Australians have already lost over $4 million to remote access scams this year according to Scamwatch, powered by the Australian Competition and Consumer Commission (ACCC)
The ACCC have received over 8000 reports of scammers attempting to access a victim’s computer and online bank accounts by impersonating well-known brands.
These scammers usually pretend to be from a technology company like Telstra, NBNco or Microsoft in order to gain the trust of their victims. They often claim there is something wrong with the victim’s computer and they need to install software to ‘fix’ it. What this software actually does is give the scammer full control of the device and allows them to steal login information for sites like online banking.
ACCC deputy chair Delia Rickard said this year’s losses have already surpassed those for the whole of 2017.
“The scammers are becoming more sophisticated. The old trick scammers used to use was to call people and say there was a virus on their computer that needed fixing but, in a new twist, scammers are now telling people they need their help to catch hackers."

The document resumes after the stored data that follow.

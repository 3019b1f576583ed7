// SPDX-License-Identifier: MIT OR Apache-2.0
//! Graph execution.
//!
//! Control flow is pushed forward along exec edges: executing a node may
//! trigger one of its exec outputs, which executes whatever the first edge
//! out of that pin leads to. Data flow is pulled backward: resolving an input
//! follows its edge upstream and asks the source node for the value. Nothing
//! is cached, so reading an input twice evaluates its upstream chain twice.
//!
//! Every execute and resolve step is pushed onto the active call path. A step
//! that is already on the path means the graph loops back into itself, and
//! fails with [`ExecutionError::CycleDetected`]. Long acyclic chains only
//! fail once the path passes the configured nesting limit.

use crate::behavior::NodeContext;
use crate::config::EngineConfig;
use crate::graph::Graph;
use crate::log::LogSink;
use crate::node::{Node, NodeId};
use crate::pin::PinId;
use crate::value::PinValue;
use crate::visit::Visitor;
use futures::future::BoxFuture;
use futures::FutureExt;
use std::sync::Arc;

/// Walks a borrowed graph
pub struct ExecutionEngine<'g> {
    graph: &'g Graph,
    visitor: Arc<dyn Visitor>,
    log: Arc<dyn LogSink>,
    max_depth: usize,
}

/// A unit of work on the call path
#[derive(Debug, Clone, Copy, PartialEq, Eq)]
pub(crate) enum Step<'a> {
    /// Execute a node, entered through an exec input
    Execute(NodeId, Option<PinId>),
    /// Resolve a named output of a node
    Resolve(NodeId, &'a str),
}

impl Step<'_> {
    fn node(&self) -> NodeId {
        match *self {
            Self::Execute(node, _) | Self::Resolve(node, _) => node,
        }
    }
}

/// The active call path, innermost step first.
///
/// Frames live on the stack of the futures that pushed them, so a path only
/// holds steps that are still running.
#[derive(Debug, Clone, Copy)]
pub(crate) struct Frame<'a> {
    step: Step<'a>,
    parent: Option<&'a Frame<'a>>,
    depth: usize,
}

impl<'a> Frame<'a> {
    fn ancestors(&'a self) -> impl Iterator<Item = &'a Frame<'a>> {
        std::iter::successors(Some(self), |frame| frame.parent)
    }

    fn contains(&'a self, step: Step<'_>) -> bool {
        self.ancestors().any(|frame| frame.step == step)
    }
}

impl<'g> ExecutionEngine<'g> {
    /// Create an engine over `graph`
    pub fn new(graph: &'g Graph, visitor: Arc<dyn Visitor>, log: Arc<dyn LogSink>) -> Self {
        Self {
            graph,
            visitor,
            log,
            max_depth: EngineConfig::DEFAULT_MAX_DEPTH,
        }
    }

    /// Apply limits from a config
    pub fn with_config(mut self, config: &EngineConfig) -> Self {
        self.max_depth = config.max_depth;
        self
    }

    /// Override the nesting limit
    pub fn with_max_depth(mut self, max_depth: usize) -> Self {
        self.max_depth = max_depth;
        self
    }

    pub(crate) fn log_sink(&self) -> &dyn LogSink {
        self.log.as_ref()
    }

    /// Execute a node, following control flow until its branch ends.
    ///
    /// `trigger` is the input pin execution arrived through.
    pub fn execute_node(
        &self,
        node_id: NodeId,
        trigger: Option<PinId>,
    ) -> BoxFuture<'_, Result<(), ExecutionError>> {
        self.execute_at(node_id, trigger, None)
    }

    /// Fire the exec output named `pin_name` on a node.
    ///
    /// Unknown or unconnected outputs are a no-op.
    pub fn trigger_output<'a>(
        &'a self,
        node_id: NodeId,
        pin_name: &'a str,
    ) -> BoxFuture<'a, Result<(), ExecutionError>> {
        self.trigger_output_at(node_id, pin_name, None)
    }

    /// Value of the input named `pin_name`: the upstream output if connected,
    /// else the node's default, else `0`.
    pub fn resolve_input<'a>(
        &'a self,
        node_id: NodeId,
        pin_name: &'a str,
    ) -> BoxFuture<'a, Result<PinValue, ExecutionError>> {
        self.resolve_input_at(node_id, pin_name, None)
    }

    /// Value of the output named `pin_name`, or `Null` when the node has no
    /// resolver.
    pub fn resolve_output<'a>(
        &'a self,
        node_id: NodeId,
        pin_name: &'a str,
    ) -> BoxFuture<'a, Result<PinValue, ExecutionError>> {
        self.resolve_output_at(node_id, pin_name, None)
    }

    /// Push `step` onto the path below `parent`
    fn enter<'a>(
        &self,
        step: Step<'a>,
        parent: Option<&'a Frame<'a>>,
    ) -> Result<(&'g Node, Frame<'a>), ExecutionError> {
        let node_id = step.node();
        if parent.is_some_and(|path| path.contains(step)) {
            tracing::warn!(node = ?node_id, ?step, "Step re-entered while still active");
            return Err(ExecutionError::CycleDetected { node: node_id });
        }

        let depth = parent.map_or(0, |path| path.depth + 1);
        if depth > self.max_depth {
            tracing::warn!(node = ?node_id, limit = self.max_depth, "Nesting limit reached");
            return Err(ExecutionError::DepthExceeded {
                node: node_id,
                limit: self.max_depth,
            });
        }

        let node = self.node(node_id)?;
        Ok((node, Frame { step, parent, depth }))
    }

    fn node(&self, node_id: NodeId) -> Result<&'g Node, ExecutionError> {
        self.graph
            .node(node_id)
            .ok_or(ExecutionError::NodeNotFound(node_id))
    }

    pub(crate) fn execute_at<'a>(
        &'a self,
        node_id: NodeId,
        trigger: Option<PinId>,
        parent: Option<&'a Frame<'a>>,
    ) -> BoxFuture<'a, Result<(), ExecutionError>> {
        async move {
            let (node, frame) = self.enter(Step::Execute(node_id, trigger), parent)?;
            self.visitor.visit_node(node).await;
            tracing::debug!(node = %node.title, depth = frame.depth, "execute");

            match node.behavior().executor() {
                Some(handler) => {
                    handler
                        .execute(NodeContext::new(self, node, &frame), trigger)
                        .await
                }
                None => self.trigger_output_at(node_id, "", Some(&frame)).await,
            }
        }
        .boxed()
    }

    pub(crate) fn trigger_output_at<'a>(
        &'a self,
        node_id: NodeId,
        pin_name: &'a str,
        parent: Option<&'a Frame<'a>>,
    ) -> BoxFuture<'a, Result<(), ExecutionError>> {
        async move {
            let node = self.node(node_id)?;
            let Some(pin) = node.find_exec_output(pin_name) else {
                return Ok(());
            };
            let Some(edge) = self.graph.find_edge_by_source(pin.id) else {
                return Ok(());
            };

            self.visitor.visit_edge(edge).await;
            self.execute_at(edge.to_node, Some(edge.to_pin), parent)
                .await
        }
        .boxed()
    }

    pub(crate) fn resolve_input_at<'a>(
        &'a self,
        node_id: NodeId,
        pin_name: &'a str,
        parent: Option<&'a Frame<'a>>,
    ) -> BoxFuture<'a, Result<PinValue, ExecutionError>> {
        async move {
            let node = self.node(node_id)?;
            let Some(pin) = node.find_input(pin_name) else {
                return Ok(PinValue::neutral());
            };

            match self.graph.find_edge_by_target(pin.id) {
                Some(edge) => {
                    self.visitor.visit_edge(edge).await;
                    self.resolve_output_at(edge.from_node, &edge.from_pin_name, parent)
                        .await
                }
                None => Ok(node
                    .default_value(pin_name)
                    .cloned()
                    .unwrap_or(PinValue::neutral())),
            }
        }
        .boxed()
    }

    pub(crate) fn resolve_output_at<'a>(
        &'a self,
        node_id: NodeId,
        pin_name: &'a str,
        parent: Option<&'a Frame<'a>>,
    ) -> BoxFuture<'a, Result<PinValue, ExecutionError>> {
        async move {
            let (node, frame) = self.enter(Step::Resolve(node_id, pin_name), parent)?;
            self.visitor.visit_node(node).await;

            let value = match node.behavior().resolver() {
                Some(resolver) => {
                    resolver
                        .resolve(NodeContext::new(self, node, &frame), pin_name)
                        .await?
                }
                None => PinValue::Null,
            };
            tracing::trace!(node = %node.title, pin = pin_name, %value, "resolved");
            Ok(value)
        }
        .boxed()
    }
}

/// Error during execution
#[derive(Debug, thiserror::Error)]
pub enum ExecutionError {
    /// Node not found
    #[error("Node not found: {0:?}")]
    NodeNotFound(NodeId),

    /// A step looped back into itself through the graph's edges
    #[error("Cycle detected: node {node:?} was re-entered while still running")]
    CycleDetected {
        /// Node whose step was re-entered
        node: NodeId,
    },

    /// The call path grew past the configured nesting limit
    #[error("Nesting limit of {limit} reached at node {node:?}")]
    DepthExceeded {
        /// Node that would have been entered
        node: NodeId,
        /// The configured limit
        limit: usize,
    },
}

In this latest scam, the real scammer claims they need to use the victim’s computer and online banking accounts to catch the pretend ‘scammer’ – still with us?
Once they have control of the bank accounts, the scammer will deposit money into the victim’s account, claiming that it is bait, but in reality they are just moving money across accounts giving the illusion of depositing money.
The ‘bait’ is then used to catch the fictitious scammer, but it actually going straight into the real scammer’s bank account.
“If you receive a phone call out of the blue about your computer and remote access is requested, it’s a scam 100 percent of the time. Just hang up. Unfortunately there are many stories from people who give a scammer access to their computer and are then conned into giving access to online banking.”
Even though these scammers are targeting the personal accounts of people, it’s important to remember that many people use their work devices or bring their own device to work and there is often a crossover of professional and personal information on a device.
If a scammer installs a keylogger onto a device that is used for work, they will very quickly have access to login information for business accounts, which could result in a breach of data requiring you to report under the Mandatory Data Notification laws.
Staff should be trained to pick out red flags and the techniques that hackers use to encourage people to give up valuable information.
Cyber Security is becoming more important for both clients and businesses with clients expecting that their personal data is protected. Businesses now have a responsibility to make sure their client’s information is protected and reasonable steps are made to ensure it never falls into the wrong hands.